= Task statement =
After locating the line that contains "let target_layout = tag" in the data below, set down exactly that line and each one after it through the line that contains "pub fn iter(&self)", and nothing more.

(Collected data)
//! Android layout XML model
//!
//! A layout file is reduced to the facts the migration needs: the root tag
//! name and every tag carrying an `android:id`, together with the target
//! layout of `<include>` and `<ViewStub>` tags. The scanner is deliberately
//! shallow; it never builds a full DOM.

use std::collections::BTreeMap;
use std::fs;
use std::path::Path;

use anyhow::{Context, Result};
use walkdir::WalkDir;

use crate::resource::{parse_resource_reference, to_camel_case_var, ResourceKind};

/// How a view id is declared, which decides the generated property shape.
#[derive(Debug, Clone, Copy, PartialEq, Eq)]
pub enum TagKind {
    Plain,
    Include,
    ViewStub,
}

/// One id-bearing tag inside a layout file.
#[derive(Debug, Clone, PartialEq, Eq)]
pub struct LayoutView {
    /// Raw id resource name, e.g. `foo_text_view`
    pub raw_id: String,
    /// Camel-cased identifier, e.g. `fooTextView`
    pub view_id: String,
    /// Owning tag name, e.g. `TextView`, `include`, `ViewStub`
    pub tag_name: String,
    pub tag_kind: TagKind,
    /// Target layout of an `<include layout="@layout/..."/>` tag
    pub include_layout: Option<String>,
    /// Target layout of a `<ViewStub android:layout="@layout/..."/>` tag
    pub view_stub_layout: Option<String>,
}

#[derive(Debug, Clone, PartialEq, Eq)]
pub struct LayoutFile {
    /// File base name without extension, e.g. `activity_foo`
    pub name: String,
    /// Root XML element name (`merge`, `FrameLayout`, a custom view, ...)
    pub root_tag: String,
    pub views: Vec<LayoutView>,
}

impl LayoutFile {
    pub fn find_view(&self, view_id: &str) -> Option<&LayoutView> {
        self.views.iter().find(|v| v.view_id == view_id)
    }

    /// True when two views in this layout share an id. XML authoring
    /// error; the class referencing this layout is rejected rather than
    /// silently picking a winner.
    pub fn has_duplicate_ids(&self) -> bool {
        let mut seen = std::collections::BTreeSet::new();
        self.views.iter().any(|v| !seen.insert(v.view_id.as_str()))
    }
}

/// Parse a layout file's XML into a [`LayoutFile`].
pub fn parse_layout(name: &str, xml: &str) -> Result<LayoutFile> {
    let mut root_tag = String::new();
    let mut views = Vec::new();

    for tag in TagScanner::new(xml) {
        if root_tag.is_empty() {
            root_tag = tag.name.clone();
        }

        let Some(id_value) = tag.attr("android:id") else {
            continue;
        };
        let Some(reference) = parse_resource_reference(id_value) else {
            continue;
        };
        if !reference.is_local_id() {
            // @+android:id/... framework ids have no binding field
            continue;
        }

        let tag_kind = match tag.name.as_str() {
            "include" => TagKind::Include,
            "ViewStub" => TagKind::ViewStub,
            _ => TagKind::Plain,
        };
        let target_layout = tag
            .attr("layout")
            .or_else(|| tag.attr("android:layout"))
            .and_then(parse_resource_reference)
            .filter(|r| r.kind == ResourceKind::Layout)
            .map(|r| r.name);

        views.push(LayoutView {
            view_id: to_camel_case_var(&reference.name),
            raw_id: reference.name,
            tag_name: tag.name,
            tag_kind,
            include_layout: if tag_kind == TagKind::Include {
                target_layout.clone()
            } else {
                None
            },
            view_stub_layout: if tag_kind == TagKind::ViewStub {
                target_layout
            } else {
                None
            },
        });
    }

    if root_tag.is_empty() {
        anyhow::bail!("layout {} has no root element", name);
    }

    Ok(LayoutFile {
        name: name.to_string(),
        root_tag,
        views,
    })
}

/// All layouts of a module, keyed by base name.
#[derive(Debug, Default, Clone)]
pub struct LayoutIndex {
    layouts: BTreeMap<String, LayoutFile>,
}

impl LayoutIndex {
    pub fn new() -> Self {
        Self::default()
    }

    pub fn insert(&mut self, layout: LayoutFile) {
        self.layouts.insert(layout.name.clone(), layout);
    }

    pub fn get(&self, name: &str) -> Option<&LayoutFile> {
        self.layouts.get(name)
    }

    pub fn is_empty(&self) -> bool {
        self.layouts.is_empty()
    }

    pub fn iter(&self) -> impl Iterator<Item = &LayoutFile> {
        self.layouts.values()
    }

    /// Load every `*.xml` under the module's `res/layout*` directories.
    /// Variant directories (`layout-land`, `layout-sw600dp`) merge into the
    /// same base name; the first parsed file wins for the root tag, ids
    /// from variants are appended when new.
    pub fn load_res_dirs(res_dirs: &[impl AsRef<Path>]) -> Result<Self> {
        let mut index = LayoutIndex::new();
        for res_dir in res_dirs {
            let res_dir = res_dir.as_ref();
            if !res_dir.exists() {
                continue;
            }
            for entry in WalkDir::new(res_dir)
                .min_depth(2)
                .max_depth(2)
                .into_iter()
                .filter_map(|e| e.ok())
            {
                let path = entry.path();
                let in_layout_dir = path
                    .parent()
                    .and_then(|p| p.file_name())
                    .and_then(|n| n.to_str())
                    .is_some_and(|n| n == "layout" || n.starts_with("layout-"));
                if !in_layout_dir
                    || path.extension().and_then(|e| e.to_str()) != Some("xml")
                    || !path.is_file()
                {
                    continue;
                }
                let name = path
                    .file_stem()
                    .and_then(|n| n.to_str())
                    .unwrap_or_default()
                    .to_string();
                let xml = fs::read_to_string(path)
                    .with_context(|| format!("Failed to read layout {}", path.display()))?;
                let parsed = parse_layout(&name, &xml)
                    .with_context(|| format!("Failed to parse layout {}", path.display()))?;
                match index.layouts.get_mut(&name) {
                    None => index.insert(parsed),
                    Some(existing) => {
                        for view in parsed.views {
                            if existing.find_view(&view.view_id).is_none() {
                                existing.views.push(view);
                            }
                        }
                    }
                }
            }
        }
        Ok(index)
    }
}

/// `package` attribute of the root `<manifest>` element of an
/// AndroidManifest.xml.
pub fn manifest_package(xml: &str) -> Option<String> {
    let tag = TagScanner::new(xml).find(|t| t.name == "manifest")?;
    tag.attr("package").map(str::to_string)
}

struct RawTag {
    name: String,
    attrs: Vec<(String, String)>,
}

impl RawTag {
    fn attr(&self, name: &str) -> Option<&str> {
        self.attrs
            .iter()
            .find(|(n, _)| n == name)
            .map(|(_, v)| v.as_str())
    }
}

/// Yields every opening tag with its attributes. Comments, CDATA,
/// processing instructions and closing tags are skipped.
struct TagScanner<'a> {
    source: &'a str,
    pos: usize,
}

impl<'a> TagScanner<'a> {
    fn new(source: &'a str) -> Self {
        TagScanner { source, pos: 0 }
    }

    fn skip_past(&mut self, marker: &str) {
        match self.source[self.pos..].find(marker) {
            Some(i) => self.pos += i + marker.len(),
            None => self.pos = self.source.len(),
        }
    }

    fn read_tag(&mut self) -> Option<RawTag> {
        let bytes = self.source.as_bytes();
        let start = self.pos;
        let mut end = start;
        while end < bytes.len() {
            let c = bytes[end] as char;
            if c.is_ascii_alphanumeric() || c == '_' || c == '.' || c == ':' || c == '-' {
                end += 1;
            } else {
                break;
            }
        }
        if end == start {
            return None;
        }
        let name = self.source[start..end].to_string();
        self.pos = end;

        let mut attrs = Vec::new();
        loop {
            while self.pos < bytes.len() && (bytes[self.pos] as char).is_whitespace() {
                self.pos += 1;
            }
            if self.pos >= bytes.len() {
                break;
            }
            let c = bytes[self.pos] as char;
            if c == '>' || c == '/' || c == '?' {
                self.skip_past(">");
                break;
            }
            let attr_start = self.pos;
            while self.pos < bytes.len() {
                let c = bytes[self.pos] as char;
                if c == '=' || c.is_whitespace() || c == '>' || c == '/' {
                    break;
                }
                self.pos += 1;
            }
            let attr_name = self.source[attr_start..self.pos].to_string();
            while self.pos < bytes.len() && (bytes[self.pos] as char).is_whitespace() {
                self.pos += 1;
            }
            if self.pos >= bytes.len() || bytes[self.pos] != b'=' {
                continue;
            }
            self.pos += 1;
            while self.pos < bytes.len() && (bytes[self.pos] as char).is_whitespace() {
                self.pos += 1;
            }
            if self.pos >= bytes.len() {
                break;
            }
            let quote = bytes[self.pos];
            if quote != b'"' && quote != b'\'' {
                continue;
            }
            self.pos += 1;
            let value_start = self.pos;
            while self.pos < bytes.len() && bytes[self.pos] != quote {
                self.pos += 1;
            }
            let value = self.source[value_start..self.pos].to_string();
            if self.pos < bytes.len() {
                self.pos += 1;
            }
            attrs.push((attr_name, value));
        }
        Some(RawTag { name, attrs })
    }
}

impl<'a> Iterator for TagScanner<'a> {
    type Item = RawTag;

    fn next(&mut self) -> Option<RawTag> {
        loop {
            let rest = &self.source[self.pos..];
            let lt = rest.find('<')?;
            self.pos += lt + 1;
            let after = &self.source[self.pos..];
            if after.starts_with("!--") {
                self.skip_past("-->");
            } else if after.starts_with("![CDATA[") {
                self.skip_past("]]>");
            } else if after.starts_with('?') || after.starts_with('/') || after.starts_with('!') {
                self.skip_past(">");
            } else if let Some(tag) = self.read_tag() {
                return Some(tag);
            }
        }
    }
}

#[cfg(test)]
mod tests {
    use super::*;

    const ACTIVITY_FOO: &str = r#"<?xml version="1.0" encoding="utf-8"?>
<FrameLayout xmlns:android="http://schemas.android.com/apk/res/android"
    android:layout_width="match_parent"
    android:layout_height="match_parent">

    <!-- header comes from a shared layout -->
    <include
        android:id="@+id/header"
        layout="@layout/layout_header" />

    <TextView
        android:id="@+id/foo_text_view"
        android:layout_width="wrap_content"
        android:layout_height="wrap_content" />

    <ViewStub
        android:id="@+id/error_stub"
        android:layout="@layout/layout_error" />

    <ListView android:id="@+android:id/list" />
</FrameLayout>
"#;

    #[test]
    fn test_parse_layout_views() {
        let layout = parse_layout("activity_foo", ACTIVITY_FOO).unwrap();
        assert_eq!(layout.root_tag, "FrameLayout");
        assert_eq!(layout.views.len(), 3);

        let header = layout.find_view("header").unwrap();
        assert_eq!(header.tag_kind, TagKind::Include);
        assert_eq!(header.include_layout.as_deref(), Some("layout_header"));

        let text = layout.find_view("fooTextView").unwrap();
        assert_eq!(text.tag_kind, TagKind::Plain);
        assert_eq!(text.tag_name, "TextView");
        assert_eq!(text.raw_id, "foo_text_view");

        let stub = layout.find_view("errorStub").unwrap();
        assert_eq!(stub.tag_kind, TagKind::ViewStub);
        assert_eq!(stub.view_stub_layout.as_deref(), Some("layout_error"));
    }

    #[test]
    fn test_framework_id_skipped() {
        let layout = parse_layout("activity_foo", ACTIVITY_FOO).unwrap();
        assert!(layout.find_view("list").is_none());
    }

    #[test]
    fn test_merge_root() {
        let xml = r#"<merge xmlns:android="http://schemas.android.com/apk/res/android">
            <TextView android:id="@+id/title" />
        </merge>"#;
        let layout = parse_layout("view_title", xml).unwrap();
        assert_eq!(layout.root_tag, "merge");
        assert!(layout.find_view("title").is_some());
    }

    #[test]
    fn test_duplicate_ids_detected() {
        let xml = r#"<LinearLayout xmlns:android="http://schemas.android.com/apk/res/android">
            <TextView android:id="@+id/title" />
            <TextView android:id="@+id/title" />
        </LinearLayout>"#;
        let layout = parse_layout("broken", xml).unwrap();
        assert!(layout.has_duplicate_ids());
    }

    #[test]
    fn test_empty_layout_rejected() {
        assert!(parse_layout("empty", "<!-- nothing here -->").is_err());
    }

    #[test]
    fn test_manifest_package() {
        let xml = r#"<?xml version="1.0"?>
<manifest xmlns:android="http://schemas.android.com/apk/res/android"
    package="com.example.app">
    <application android:label="Demo" />
</manifest>"#;
        assert_eq!(manifest_package(xml).as_deref(), Some("com.example.app"));
        assert_eq!(manifest_package("<application />"), None);
    }
}
pub mod batch;
pub mod binding;
pub mod classify;
pub mod collect;
pub mod commands;
pub mod config;
pub mod edit;
pub mod error;
pub mod gradle;
pub mod kotlin;
pub mod layout;
pub mod migrate;
pub mod module;
pub mod notify;
pub mod resource;
pub mod status;
use anyhow::{Context, Result};
use colored::Colorize;
use regex::Regex;
use std::path::PathBuf;
use std::sync::atomic::{AtomicBool, Ordering};
use std::sync::Arc;
use std::time::Instant;

use crate::batch::{self, BatchOptions};
use crate::config;
use crate::module::find_module_root;
use crate::notify::ConsoleSink;
use crate::status::StatusTracker;

/// Migrate synthetics to view binding in the target file or directory.
/// Flags win over `rebind.toml` at the module root.
pub fn execute(
    target: &str,
    package: Option<String>,
    include_subdirs: bool,
    mask: Option<String>,
    dry_run: bool,
) -> Result<()> {
    let start = Instant::now();
    let target = PathBuf::from(target);

    let config = match find_module_root(&target) {
        Some(module) => config::load_config(&module)?.unwrap_or_default(),
        None => config::Config::default(),
    };

    let mask = mask
        .or_else(|| config.batch.mask.clone())
        .map(|m| Regex::new(&m).with_context(|| format!("Invalid mask pattern: {}", m)))
        .transpose()?;

    let options = BatchOptions {
        package_override: package.or_else(|| config.project.package.clone()),
        helper_package: config.project.helper_package.clone(),
        include_subdirs: include_subdirs || config.batch.include_subdirs,
        mask,
        dry_run,
        collapse_threshold: config.project.collapse_threshold,
    };

    let cancel = Arc::new(AtomicBool::new(false));
    {
        let cancel = Arc::clone(&cancel);
        ctrlc::set_handler(move || cancel.store(true, Ordering::SeqCst))
            .context("Failed to install interrupt handler")?;
    }

    let tracker = StatusTracker::new();
    let summary = batch::run(&target, &options, &tracker, &ConsoleSink, &cancel)?;

    if summary.failed > 0 {
        anyhow::bail!("Migration finished with {} failed file(s)", summary.failed);
    }

    let elapsed = start.elapsed();
    println!(
        "   {} {} file(s) in {:.2}s",
        "Migrated".green().bold(),
        summary.migrated,
        elapsed.as_secs_f64()
    );
    Ok(())
}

= Final answer =
        let target_layout = tag
            .attr("layout")
            .or_else(|| tag.attr("android:layout"))
            .and_then(parse_resource_reference)
            .filter(|r| r.kind == ResourceKind::Layout)
            .map(|r| r.name);

        views.push(LayoutView {
            view_id: to_camel_case_var(&reference.name),
            raw_id: reference.name,
            tag_name: tag.name,
            tag_kind,
            include_layout: if tag_kind == TagKind::Include {
                target_layout.clone()
            } else {
                None
            },
            view_stub_layout: if tag_kind == TagKind::ViewStub {
                target_layout
            } else {
                None
            },
        });
    }

    if root_tag.is_empty() {
        anyhow::bail!("layout {} has no root element", name);
    }

    Ok(LayoutFile {
        name: name.to_string(),
        root_tag,
        views,
    })
}

/// All layouts of a module, keyed by base name.
#[derive(Debug, Default, Clone)]
pub struct LayoutIndex {
    layouts: BTreeMap<String, LayoutFile>,
}

impl LayoutIndex {
    pub fn new() -> Self {
        Self::default()
    }

    pub fn insert(&mut self, layout: LayoutFile) {
        self.layouts.insert(layout.name.clone(), layout);
    }

    pub fn get(&self, name: &str) -> Option<&LayoutFile> {
        self.layouts.get(name)
    }

    pub fn is_empty(&self) -> bool {
        self.layouts.is_empty()
    }

    pub fn iter(&self) -> impl Iterator<Item = &LayoutFile> {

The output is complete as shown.